Рассматривая полученный результат как первый и во многом еще грубый, но все же добротный продукт изучения необычайно разнообразного индоевропейского глагольного композита, можно установить: глагольное соединение резко отличается от более простого именного композита хотя бы тем, что оно не ограничивается нюансировкой семантического содержания опорного члена последовательности, а вносит свой вклад в определение поля предложения. Не случайно Бругман начал с апологии дистантного композита и чувствовал себя вынужденным писать ее. Ведь теория новаторов более всего соответствует дистантному композиту. Она могла бы также быть распространена на глагольный контактный композит, но ни в коем случае не на именной.
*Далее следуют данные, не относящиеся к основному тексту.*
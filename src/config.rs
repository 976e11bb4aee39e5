//! Run configuration.
//!
//! A [`RunConfig`] is built once per process (normally from the command
//! line) and handed to the engine. Nothing reads configuration from global
//! state.

use std::path::{Path, PathBuf};

/// Manifest describing the GP practice prescribing data package.
pub const DEFAULT_MANIFEST_URL: &str =
    "http://data.gov.uk/api/2/rest/package/gp-practice-prescribing-data";

/// Folder created under the desktop directory by default.
pub const DEFAULT_DOWNLOAD_FOLDER: &str = "nhs-data";

/// Inputs for one download run.
#[derive(Debug, Clone, PartialEq, Eq)]
pub struct RunConfig {
    /// Directory the selected resources are written into.
    pub download_dir: PathBuf,
    /// Location of the manifest document.
    pub manifest_url: String,
}

impl RunConfig {
    /// Creates a configuration for `download_dir` with the default manifest URL.
    #[must_use]
    pub fn new(download_dir: impl Into<PathBuf>) -> Self {
        Self {
            download_dir: download_dir.into(),
            manifest_url: DEFAULT_MANIFEST_URL.to_string(),
        }
    }

    /// Replaces the manifest URL.
    #[must_use]
    pub fn with_manifest_url(mut self, manifest_url: impl Into<String>) -> Self {
        self.manifest_url = manifest_url.into();
        self
    }
}

impl Default for RunConfig {
    fn default() -> Self {
        Self::new(default_download_path())
    }
}

/// Returns the default download directory: `<desktop>/nhs-data`.
///
/// Falls back to the home directory, then the current directory, on
/// platforms without a desktop directory.
#[must_use]
pub fn default_download_path() -> PathBuf {
    dirs::desktop_dir()
        .or_else(dirs::home_dir)
        .unwrap_or_else(|| PathBuf::from("."))
        .join(DEFAULT_DOWNLOAD_FOLDER)
}

/// Creates `path` and any missing parents.
///
/// # Errors
///
/// Returns the underlying IO error if the directory cannot be created or a
/// non-directory already exists at `path`.
pub async fn ensure_download_dir(path: &Path) -> std::io::Result<()> {
    tokio::fs::create_dir_all(path).await
}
Еще в 1868 г. решающим образом высказался в том же духе Тоблер (в работе «О соединении слов»), а именно что композиты (в точном смысле) существуют только во флективных языках, что в основе их появления всегда лежит флексия, что лишь после того, как она достаточно глубоко проникла в язык и оформила всю языковую материю, могут появляться композиты (S. 5). Достаточно заменить слово «флексия» на более общий термин «фонематическая модуляция» и подумать о чисто атрибутивном именном композите, как окажется, что еще и сегодня Тоблер по крайней мере не опровергнут. Мысль Тоблера легко объединяется с тезисом В.Шмидта о приоритете позиционного фактора; ведь роль позиционного фактора, исполняемая им еще до вступления в силу фонематической модуляции, фактически, как мы видели, не определяется Шмидтом и может, при его поверхностном взгляде на соответствующие отношения, так и остаться неопределенной. Высказывание Тоблера также не противоречит предположению, что сложения типа «Акрополь» древнее, чем флексии. Ведь это последнее еще не представляло настоящий, то есть чисто атрибутивный, композит.

На этом мы закончим рассмотрение различий между именной и глагольной композициями. Следовало бы в заключение расширить систематическое учение о композитах за счет привлечения слов, составленных из указательных и назывных знаков. Кое–что из того, что сюда относится, было нами затронуто на с. 129 и сл.; однако основную часть соединений такого рода следует искать в сфере флективных глаголов, личные окончания которых являются знаками, указывающими на их роль.